I am rounding out my third week back in McPherson, Kansas. This is the small Kansas town where I spent January of this year doing 4 weeks of my surgery rotation. During our 4th year of school, we are required to spend 4 weeks in a rural location for our "Rural Health Month." Knowing this would be a requirement, and knowing how great a time I had in McP earlier this year, I quickly asked to be reassigned to this quiet little town.
I have been with the surgeons again since I got here, but this time we have had quite a bit more action. We have had unscheduled surgeries on the past 14 of 18 days. This has meant being in the operating room well into the evening most nights, even well into the next day on a couple of occasions.
Of note, I got to see my first amputation. It was bloody and bony and physically demanding on everyone involved. My job was holding the thigh up while the surgeon cut off the leg below the knee.
There have, of course, been plenty of colonoscopies. We also had a run on appendicitis and and gallstones, getting to take out at least one of the two every day in the past week.
Yesterday I worked with an Ob-Gyn who comes to McPherson once a week. She was helping out a little old lady whose vagina had decided to fall out, bringing along the uterus and part of the bladder and rectum with it. It was to the point that she had to wear a catheter because she wasn't able to go pee. Since this little old lady was quite frail, it was thought she wouldn't be able to tolerate general anesthesia or a long procedure. So, the ob-gyn did something that is rarely done in the age of hysterectomies...she got an epidural. and then, after tucking everything back into place, the vagina got sewn shut.
This may sound like a great idea for some people...many of the nurses invovled in the case asked when they could have theirs done.
What I thought about, though, was that somewhere in the past, some poor woman had to be the first to endure this. And she probably did it with little in the way of sedation or analgesia.
In fact, when I thought about it, I realized that most surgeries are fairly barbaric, specifically gynecologic surgeries. And what is most frightening is that sometime, someone had to INVENT these procedures.

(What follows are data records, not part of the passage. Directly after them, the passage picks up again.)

//! Keyword extraction: normalized tokens minus stopwords and resume/job boilerplate.

use std::collections::{HashMap, HashSet};

use once_cell::sync::Lazy;

use crate::analysis::tokenizer::normalize;

const STOPWORDS: &[&str] = &[
    "a", "about", "above", "after", "again", "against", "all", "also", "am", "an", "and",
    "any", "are", "as", "at", "be", "because", "been", "before", "being", "below", "between",
    "both", "but", "by", "can", "could", "did", "do", "does", "doing", "down", "during",
    "each", "etc", "few", "for", "from", "further", "had", "has", "have", "having", "he",
    "her", "here", "hers", "him", "his", "how", "i", "if", "in", "into", "is", "it", "its",
    "itself", "just", "may", "me", "might", "more", "most", "must", "my", "no", "nor", "not",
    "now", "of", "off", "on", "once", "only", "or", "other", "our", "ours", "out", "over",
    "own", "per", "same", "shall", "she", "should", "so", "some", "such", "than", "that",
    "the", "their", "theirs", "them", "then", "there", "these", "they", "this", "those",
    "through", "to", "too", "under", "until", "up", "us", "very", "via", "was", "we", "were",
    "what", "when", "where", "which", "while", "who", "whom", "why", "will", "with", "within",
    "would", "you", "your", "yours",
];

/// Words that appear in nearly every resume or posting and say nothing about fit.
const GENERIC_TERMS: &[&str] = &[
    "ability", "candidate", "company", "excellent", "experience", "experienced", "familiar",
    "familiarity", "good", "great", "ideal", "including", "job", "knowledge", "looking",
    "need", "needed", "plus", "preferred", "proficiency", "proficient", "required",
    "requirement", "requirements", "responsibilities", "responsible", "role", "skill",
    "skills", "someone", "strong", "team", "understanding", "using", "work", "working",
    "years",
];

static IGNORED: Lazy<HashSet<&'static str>> =
    Lazy::new(|| STOPWORDS.iter().chain(GENERIC_TERMS).copied().collect());

#[derive(Debug, Clone, Copy, PartialEq, Eq)]
struct TermStats {
    frequency: u32,
    first_position: usize,
}

/// Significant terms of one text, with enough bookkeeping to rank them.
#[derive(Debug, Clone, Default)]
pub struct KeywordSet {
    terms: HashMap<String, TermStats>,
}

impl KeywordSet {
    pub fn len(&self) -> usize {
        self.terms.len()
    }

    pub fn is_empty(&self) -> bool {
        self.terms.is_empty()
    }

    pub fn contains(&self, term: &str) -> bool {
        self.terms.contains_key(term)
    }

    #[cfg(test)]
    pub fn frequency(&self, term: &str) -> u32 {
        self.terms.get(term).map(|s| s.frequency).unwrap_or(0)
    }

    /// Number of terms present in both sets.
    pub fn overlap(&self, other: &KeywordSet) -> usize {
        self.terms.keys().filter(|t| other.contains(t)).count()
    }

    /// Terms ordered by descending frequency, ties broken by first occurrence.
    pub fn ranked(&self) -> Vec<&str> {
        let mut entries: Vec<(&String, &TermStats)> = self.terms.iter().collect();
        entries.sort_by(|(_, a), (_, b)| {
            b.frequency
                .cmp(&a.frequency)
                .then(a.first_position.cmp(&b.first_position))
        });
        entries.into_iter().map(|(term, _)| term.as_str()).collect()
    }

    /// Ranked terms of `self` absent from `other`.
    pub fn missing_from<'a>(&'a self, other: &KeywordSet) -> Vec<&'a str> {
        self.ranked()
            .into_iter()
            .filter(|t| !other.contains(t))
            .collect()
    }
}

/// Extracts the significant terms of `text`.
pub fn extract_keywords(text: &str) -> KeywordSet {
    let mut terms: HashMap<String, TermStats> = HashMap::new();

    let significant = normalize(text)
        .into_iter()
        .filter(|t| !IGNORED.contains(t.as_str()))
        .filter(|t| t.chars().any(char::is_alphabetic));

    for (position, token) in significant.enumerate() {
        terms
            .entry(token)
            .and_modify(|s| s.frequency += 1)
            .or_insert(TermStats {
                frequency: 1,
                first_position: position,
            });
    }

    KeywordSet { terms }
}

I have tried to rationalize that most of these things were probably first done on animals in barns and fields in order to meet the demands of necessity.
You have a cow and her vagina is falling out? Well, just stuff it back in there and sew the damn hole shut. Problem solved.
None of these rationalizations give me a great deal of peace, though. It just makes me really grateful to live in a time of really nice drugs that can make us fall asleep and other really nice drugs that can help take away pain.
My time with surgery is drawing to an end, though, for my last week I will be working with a family practice doctor. I don't think we'll sewing any holes shut in her office.